• _Material for this task_:
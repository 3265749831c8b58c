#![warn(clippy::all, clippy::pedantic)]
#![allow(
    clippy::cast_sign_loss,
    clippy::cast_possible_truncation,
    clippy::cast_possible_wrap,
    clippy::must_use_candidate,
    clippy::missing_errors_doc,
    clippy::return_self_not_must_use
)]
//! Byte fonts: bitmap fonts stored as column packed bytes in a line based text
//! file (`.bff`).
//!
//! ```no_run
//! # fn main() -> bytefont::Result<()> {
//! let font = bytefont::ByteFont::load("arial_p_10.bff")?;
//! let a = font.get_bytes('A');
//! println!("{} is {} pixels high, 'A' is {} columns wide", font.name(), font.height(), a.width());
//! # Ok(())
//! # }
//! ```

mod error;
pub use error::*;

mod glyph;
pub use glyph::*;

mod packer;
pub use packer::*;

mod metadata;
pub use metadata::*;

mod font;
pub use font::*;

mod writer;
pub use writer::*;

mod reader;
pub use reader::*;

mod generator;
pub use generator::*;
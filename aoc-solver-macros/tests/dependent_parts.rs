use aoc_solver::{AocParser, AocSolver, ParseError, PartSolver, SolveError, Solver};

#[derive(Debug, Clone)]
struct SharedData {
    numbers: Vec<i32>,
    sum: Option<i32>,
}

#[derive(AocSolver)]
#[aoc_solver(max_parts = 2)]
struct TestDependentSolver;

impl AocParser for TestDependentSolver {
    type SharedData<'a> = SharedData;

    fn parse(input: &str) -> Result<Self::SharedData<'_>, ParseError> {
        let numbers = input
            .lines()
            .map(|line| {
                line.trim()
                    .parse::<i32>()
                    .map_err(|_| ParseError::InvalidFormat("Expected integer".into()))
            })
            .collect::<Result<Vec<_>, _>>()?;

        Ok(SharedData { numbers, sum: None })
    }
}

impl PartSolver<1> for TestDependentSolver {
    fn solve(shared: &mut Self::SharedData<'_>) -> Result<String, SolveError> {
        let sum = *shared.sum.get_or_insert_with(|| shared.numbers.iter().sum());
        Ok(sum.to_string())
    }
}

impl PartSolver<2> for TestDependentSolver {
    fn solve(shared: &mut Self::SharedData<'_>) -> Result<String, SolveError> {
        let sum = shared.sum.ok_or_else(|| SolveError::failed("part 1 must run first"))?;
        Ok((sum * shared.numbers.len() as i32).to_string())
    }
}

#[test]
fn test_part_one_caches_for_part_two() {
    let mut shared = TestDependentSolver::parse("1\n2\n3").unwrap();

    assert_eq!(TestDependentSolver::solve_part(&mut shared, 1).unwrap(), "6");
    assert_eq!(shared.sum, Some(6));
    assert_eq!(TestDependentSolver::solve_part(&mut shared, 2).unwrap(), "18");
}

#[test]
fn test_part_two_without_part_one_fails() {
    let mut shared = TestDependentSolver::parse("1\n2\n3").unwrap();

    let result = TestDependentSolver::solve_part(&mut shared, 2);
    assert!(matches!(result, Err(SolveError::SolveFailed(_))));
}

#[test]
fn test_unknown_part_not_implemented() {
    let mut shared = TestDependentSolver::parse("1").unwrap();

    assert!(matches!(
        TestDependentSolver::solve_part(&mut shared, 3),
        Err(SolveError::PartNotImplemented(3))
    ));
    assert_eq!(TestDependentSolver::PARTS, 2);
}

• _Instructions for the task_:
A faithful, word-for-word copy of the data is the expected answer.

• _The completed task_:
repository 3265749831c8b58c
#![warn(clippy::all, clippy::pedantic)]
#![allow(
    clippy::cast_sign_loss,
    clippy::cast_possible_truncation,
    clippy::cast_possible_wrap,
    clippy::must_use_candidate,
    clippy::missing_errors_doc,
    clippy::return_self_not_must_use
)]
//! Byte fonts: bitmap fonts stored as column packed bytes in a line based text
//! file (`.bff`).
//!
//! ```no_run
//! # fn main() -> bytefont::Result<()> {
//! let font = bytefont::ByteFont::load("arial_p_10.bff")?;
//! let a = font.get_bytes('A');
//! println!("{} is {} pixels high, 'A' is {} columns wide", font.name(), font.height(), a.width());
//! # Ok(())
//! # }
//! ```

mod error;
pub use error::*;

mod glyph;
pub use glyph::*;

mod packer;
pub use packer::*;

mod metadata;
pub use metadata::*;

mod font;
pub use font::*;

mod writer;
pub use writer::*;

mod reader;
pub use reader::*;

mod generator;
pub use generator::*;
filename aoc-solver-macros/tests/dependent_parts.rs
use aoc_solver::{AocParser, AocSolver, ParseError, PartSolver, SolveError, Solver};

#[derive(Debug, Clone)]
struct SharedData {
    numbers: Vec<i32>,
    sum: Option<i32>,
}

#[derive(AocSolver)]
#[aoc_solver(max_parts = 2)]
struct TestDependentSolver;

impl AocParser for TestDependentSolver {
    type SharedData<'a> = SharedData;

    fn parse(input: &str) -> Result<Self::SharedData<'_>, ParseError> {
        let numbers = input
            .lines()
            .map(|line| {
                line.trim()
                    .parse::<i32>()
                    .map_err(|_| ParseError::InvalidFormat("Expected integer".into()))
            })
            .collect::<Result<Vec<_>, _>>()?;

        Ok(SharedData { numbers, sum: None })
    }
}

impl PartSolver<1> for TestDependentSolver {
    fn solve(shared: &mut Self::SharedData<'_>) -> Result<String, SolveError> {
        let sum = *shared.sum.get_or_insert_with(|| shared.numbers.iter().sum());
        Ok(sum.to_string())
    }
}

impl PartSolver<2> for TestDependentSolver {
    fn solve(shared: &mut Self::SharedData<'_>) -> Result<String, SolveError> {
        let sum = shared.sum.ok_or_else(|| SolveError::failed("part 1 must run first"))?;
        Ok((sum * shared.numbers.len() as i32).to_string())
    }
}

#[test]
fn test_part_one_caches_for_part_two() {
    let mut shared = TestDependentSolver::parse("1\n2\n3").unwrap();

    assert_eq!(TestDependentSolver::solve_part(&mut shared, 1).unwrap(), "6");
    assert_eq!(shared.sum, Some(6));
    assert_eq!(TestDependentSolver::solve_part(&mut shared, 2).unwrap(), "18");
}

#[test]
fn test_part_two_without_part_one_fails() {
    let mut shared = TestDependentSolver::parse("1\n2\n3").unwrap();

    let result = TestDependentSolver::solve_part(&mut shared, 2);
    assert!(matches!(result, Err(SolveError::SolveFailed(_))));
}

#[test]
fn test_unknown_part_not_implemented() {
    let mut shared = TestDependentSolver::parse("1").unwrap();

    assert!(matches!(
        TestDependentSolver::solve_part(&mut shared, 3),
        Err(SolveError::PartNotImplemented(3))
    ));
    assert_eq!(TestDependentSolver::PARTS, 2);
}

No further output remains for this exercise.